Prenatal Dexamethasone and Postnatal High-Fat Diet Decrease Interferon Gamma Production through an Age-Dependent Histone Modification in Male Sprague-Dawley Rats

• Published in: International journal of molecular sciences Vol. 17; no. 10; p. 1610
• Main Authors: Yu, Hong-Ren, Tain, You-Lin, Sheen, Jiunn-Ming, Tiao, Mao-Meng, Chen, Chih-Cheng, Kuo, Ho-Chang, Hung, Pi-Lien, Hsieh, Kai-Sheng, Huang, Li-Tung
• Format: Journal Article
• Language: English
• Published: Switzerland MDPI AG 01.10.2016; MDPI
• Subjects: Adaptive Immunity; age-dependent; Aging; Animals; Blood Cells - cytology; Blood Cells - drug effects; Blood Cells - immunology; Body Weight; Cytokines - metabolism; Dexamethasone - toxicity; Diet, High-Fat; Down-Regulation - drug effects; Female; high-fat diet; histone modification; Histones - metabolism; Hormones; IFN-γ; Immune system; Interferon-gamma - genetics; Interferon-gamma - metabolism; Male; Metabolic syndrome; Pregnancy; Prenatal development; Prenatal Exposure Delayed Effects; prenatal glucocorticoid; Promoter Regions, Genetic; Rats; Rats, Sprague-Dawley; Spleen - cytology; Spleen - drug effects; Spleen - metabolism; Steroids; Th1 Cells - cytology; Th1 Cells - drug effects; Th1 Cells - metabolism; Th2 Cells - cytology; Th2 Cells - drug effects; Th2 Cells - metabolism; prenatal glucocorticoid; IFN-γ; histone modification; age-dependent; high-fat diet
• ISSN: 1422-0067; 1661-6596; 1422-0067
• DOI: 10.3390/ijms17101610

Overexposure to prenatal glucocorticoid (GC) disturbs hypothalamic-pituitary-adrenocortical axis-associated neuroendocrine metabolism and susceptibility to metabolic syndrome.
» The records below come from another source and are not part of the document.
//! Record types for the generation pipeline
//!
//! Two shapes flow through the pipeline:
//! - [`CandidateRecord`]: untrusted key/value mapping parsed from model output
//! - [`NormalizedRecord`]: fixed-shape, default-filled record ready for persistence
//!
//! Loosely typed values are held in the [`RawField`] sum type so that every coercion
//! happens in one place instead of through ad-hoc property access.

use crate::config::RecordDefaults;
use indexmap::IndexMap;
use serde::{Deserialize, Serialize};
use serde_json::Value;
use std::fmt;
use std::str::FromStr;

/// The two record families the pipeline produces
#[derive(Debug, Clone, Copy, PartialEq, Eq, Hash, Serialize, Deserialize)]
#[serde(rename_all = "kebab-case")]
pub enum RecordKind {
    /// Step-by-step test procedure
    TestCase,
    /// Higher-level test scenario
    Scenario,
}

impl RecordKind {
    /// Prefix used for synthesized identifiers (`PREFIX_<n>`)
    #[inline]
    #[must_use]
    pub fn id_prefix(self) -> &'static str {
        match self {
            Self::TestCase => "TC",
            Self::Scenario => "TS",
        }
    }

    /// Human-readable label
    #[inline]
    #[must_use]
    pub fn label(self) -> &'static str {
        match self {
            Self::TestCase => "test case",
            Self::Scenario => "scenario",
        }
    }

    /// Synthesized identifier for the record at `position` (zero-based)
    #[must_use]
    pub fn synthesize_id(self, position: usize) -> String {
        format!("{}_{}", self.id_prefix(), position + 1)
    }
}

impl fmt::Display for RecordKind {
    fn fmt(&self, f: &mut fmt::Formatter<'_>) -> fmt::Result {
        match self {
            Self::TestCase => f.write_str("test-case"),
            Self::Scenario => f.write_str("scenario"),
        }
    }
}

impl FromStr for RecordKind {
    type Err = String;

    fn from_str(s: &str) -> Result<Self, Self::Err> {
        match s.trim().to_ascii_lowercase().as_str() {
            "test-case" | "testcase" | "test_case" | "tc" => Ok(Self::TestCase),
            "scenario" | "ts" => Ok(Self::Scenario),
            other => Err(format!("unknown record kind: '{other}'")),
        }
    }
}

/// Raw parsed value from untrusted model output
#[derive(Debug, Clone, PartialEq)]
pub enum RawField {
    /// Scalar text (strings, numbers and booleans all land here)
    Text(String),
    /// Array input, one entry per element
    Lines(Vec<String>),
    /// Anything that has no textual reading (null, objects)
    Other(Value),
}

impl RawField {
    /// Coerce into a single string
    ///
    /// `Text` is trimmed, `Lines` are trimmed and joined with `\n`, `Other` is empty.
    #[must_use]
    pub fn as_text(&self) -> String {
        match self {
            Self::Text(s) => s.trim().to_string(),
            Self::Lines(lines) => lines
                .iter()
                .map(|l| l.trim())
                .filter(|l| !l.is_empty())
                .collect::<Vec<_>>()
                .join("\n"),
            Self::Other(_) => String::new(),
        }
    }

    /// Whether coercion yields an empty string
    #[inline]
    #[must_use]
    pub fn is_blank(&self) -> bool {
        self.as_text().is_empty()
    }
}

impl From<&Value> for RawField {
    fn from(value: &Value) -> Self {
        match value {
            Value::String(s) => Self::Text(s.clone()),
            Value::Number(n) => Self::Text(n.to_string()),
            Value::Bool(b) => Self::Text(b.to_string()),
            Value::Array(items) => Self::Lines(items.iter().filter_map(array_item_text).collect()),
            Value::Null | Value::Object(_) => Self::Other(value.clone()),
        }
    }
}

impl From<&str> for RawField {
    fn from(value: &str) -> Self {
        Self::Text(value.to_string())
    }
}

impl From<String> for RawField {
    fn from(value: String) -> Self {
        Self::Text(value)
    }
}

fn array_item_text(item: &Value) -> Option<String> {
    let text = match item {
        Value::Null => return None,
        Value::String(s) => s.clone(),
        Value::Number(n) => n.to_string(),
        Value::Bool(b) => b.to_string(),
        Value::Array(_) | Value::Object(_) => item.to_string(),
    };
    if text.trim().is_empty() {
        None
    } else {
        Some(text)
    }
}

/// Canonical key form: lowercase ASCII alphanumerics only
///
/// `expectedResult`, `expected_result` and `Expected Result` all map to `expectedresult`.
#[must_use]
pub fn normalize_key(key: &str) -> String {
    key.chars()
        .filter(char::is_ascii_alphanumeric)
        .map(|c| c.to_ascii_lowercase())
        .collect()
}

/// Untrusted record parsed from model output
///
/// Keys are stored in canonical form (see [`normalize_key`]) in insertion order.
#[derive(Debug, Clone, Default, PartialEq)]
pub struct CandidateRecord {
    fields: IndexMap<String, RawField>,
}

impl CandidateRecord {
    /// Create empty candidate
    #[inline]
    #[must_use]
    pub fn new() -> Self {
        Self::default()
    }

    /// Build from a JSON value; only objects qualify
    #[must_use]
    pub fn from_json(value: &Value) -> Option<Self> {
        let map = value.as_object()?;
        let mut record = Self::new();
        for (key, field) in map {
            record.insert(key, RawField::from(field));
        }
        Some(record)
    }

    /// Insert a field, replacing any value under the same canonical key
    pub fn insert(&mut self, key: impl AsRef<str>, field: impl Into<RawField>) {
        self.fields.insert(normalize_key(key.as_ref()), field.into());
    }

    /// Builder form of [`insert`](Self::insert)
    #[must_use]
    pub fn with(mut self, key: impl AsRef<str>, field: impl Into<RawField>) -> Self {
        self.insert(key, field);
        self
    }

    /// Look up a field by any spelling of its key
    #[must_use]
    pub fn get(&self, key: &str) -> Option<&RawField> {
        self.fields.get(&normalize_key(key))
    }

    /// First non-empty coerced value among `aliases`, in alias order
    #[must_use]
    pub fn first_text(&self, aliases: &[&str]) -> Option<String> {
        aliases
            .iter()
            .filter_map(|alias| self.get(alias))
            .map(RawField::as_text)
            .find(|text| !text.is_empty())
    }

    /// Canonical keys in insertion order
    pub fn keys(&self) -> impl Iterator<Item = &str> {
        self.fields.keys().map(String::as_str)
    }

    /// Number of fields
    #[inline]
    #[must_use]
    pub fn len(&self) -> usize {
        self.fields.len()
    }

    /// Whether the candidate has no fields
    #[inline]
    #[must_use]
    pub fn is_empty(&self) -> bool {
        self.fields.is_empty()
    }
}

/// Fully typed, default-filled record
///
/// Invariants upheld by the normalizer: `id` and `summary` are non-empty and `steps`
/// is a single string.
#[derive(Debug, Clone, PartialEq, Eq, Serialize, Deserialize)]
#[serde(rename_all = "camelCase")]
pub struct NormalizedRecord {
    /// Short identifier, model-assigned or `PREFIX_<n>`
    pub id: String,
    /// Functional area
    #[serde(default)]
    pub module: String,
    /// Feature within the module
    #[serde(default)]
    pub submodule: String,
    /// One-line description
    pub summary: String,
    /// Newline-separated procedure
    #[serde(default)]
    pub steps: String,
    /// Expected result
    #[serde(default)]
    pub expected_outcome: String,
    /// "Positive", "Negative", ...
    #[serde(default)]
    pub category: String,
    /// Target environment
    #[serde(default)]
    pub environment: String,
    /// Execution status
    #[serde(default)]
    pub status: String,
}

impl NormalizedRecord {
    /// Spreadsheet column order used by [`to_row`](Self::to_row)
    pub const COLUMNS: [&'static str; 9] = [
        "id",
        "module",
        "submodule",
        "summary",
        "steps",
        "expectedOutcome",
        "category",
        "environment",
        "status",
    ];

    /// Create record with default category, environment and status
    #[must_use]
    pub fn new(id: impl Into<String>, summary: impl Into<String>) -> Self {
        let defaults = RecordDefaults::default();
        Self {
            id: id.into(),
            module: String::new(),
            submodule: String::new(),
            summary: summary.into(),
            steps: String::new(),
            expected_outcome: String::new(),
            category: defaults.category,
            environment: defaults.environment,
            status: defaults.status,
        }
    }

    /// With module and submodule
    #[must_use]
    pub fn with_module(mut self, module: impl Into<String>, submodule: impl Into<String>) -> Self {
        self.module = module.into();
        self.submodule = submodule.into();
        self
    }

    /// With steps
    #[must_use]
    pub fn with_steps(mut self, steps: impl Into<String>) -> Self {
        self.steps = steps.into();
        self
    }

    /// With expected outcome
    #[must_use]
    pub fn with_expected_outcome(mut self, outcome: impl Into<String>) -> Self {
        self.expected_outcome = outcome.into();
        self
    }

    /// With category
    #[must_use]
    pub fn with_category(mut self, category: impl Into<String>) -> Self {
        self.category = category.into();
        self
    }

    /// With identifier
    #[must_use]
    pub fn with_id(mut self, id: impl Into<String>) -> Self {
        self.id = id.into();
        self
    }

    /// Field values in [`COLUMNS`](Self::COLUMNS) order
    #[must_use]
    pub fn to_row(&self) -> Vec<String> {
        vec![
            self.id.clone(),
            self.module.clone(),
            self.submodule.clone(),
            self.summary.clone(),
            self.steps.clone(),
            self.expected_outcome.clone(),
            self.category.clone(),
            self.environment.clone(),
            self.status.clone(),
        ]
    }
}

/// Which extraction strategy produced the candidates
#[derive(Debug, Clone, Copy, PartialEq, Eq, Hash, Serialize, Deserialize)]
#[serde(rename_all = "lowercase")]
pub enum ExtractionSource {
    /// Strict JSON parse of the bracketed array
    Strict,
    /// JSON parse after trailing-comma and control-character repair
    Repaired,
    /// Per-field regex recovery
    Manual,
    /// Static placeholder dataset; no real model content
    Fallback,
}

impl ExtractionSource {
    /// Stable name for logs and metrics labels
    #[inline]
    #[must_use]
    pub fn as_str(self) -> &'static str {
        match self {
            Self::Strict => "strict",
            Self::Repaired => "repaired",
            Self::Manual => "manual",
            Self::Fallback => "fallback",
        }
    }

    /// Whether the records are placeholders rather than model output
    #[inline]
    #[must_use]
    pub fn is_synthetic(self) -> bool {
        matches!(self, Self::Fallback)
    }
}

impl fmt::Display for ExtractionSource {
    fn fmt(&self, f: &mut fmt::Formatter<'_>) -> fmt::Result {
        f.write_str(self.as_str())
    }
}

/// Tagged extractor result
#[derive(Debug, Clone, PartialEq)]
pub struct Extraction {
    /// Candidates in source order; never empty
    pub records: Vec<CandidateRecord>,
    /// Strategy that produced them
    pub source: ExtractionSource,
}

impl Extraction {
    /// Whether the records are placeholders
    #[inline]
    #[must_use]
    pub fn is_synthetic(&self) -> bool {
        self.source.is_synthetic()
    }
}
A high-fat (HF) diet is a major environmental factor that can cause metabolic syndrome. We aimed to investigate whether prenatal GC plus a postnatal HF diet could alter immune programming in rat offspring. Pregnant Sprague-Dawley rats were given intraperitoneal injections of dexamethasone or saline at 14-21 days of gestation. Male offspring were then divided into four groups: vehicle, prenatal dexamethasone exposure, postnatal HF diet (VHF), and prenatal dexamethasone exposure plus a postnatal HF diet (DHF). The rats were sacrificed and adaptive immune function was evaluated. Compared to the vehicle, the DHF group had lower interferon gamma (IFN-γ) production by splenocytes at postnatal day 120. Decreases in H3K9 acetylation and H3K36me3 levels at the IFN-γ promoter correlated with decreased IFN-γ production. The impaired IFN-γ production and aberrant site-specific histone modification at the IFN-γ promoter by prenatal dexamethasone treatment plus a postnatal HF diet resulted in resilience at postnatal day 180. Prenatal dexamethasone and a postnatal HF diet decreased IFN-γ production through a site-specific and an age-dependent histone modification. These findings suggest a mechanism by which prenatal exposure to GC and a postnatal environment exert effects on fetal immunity programming.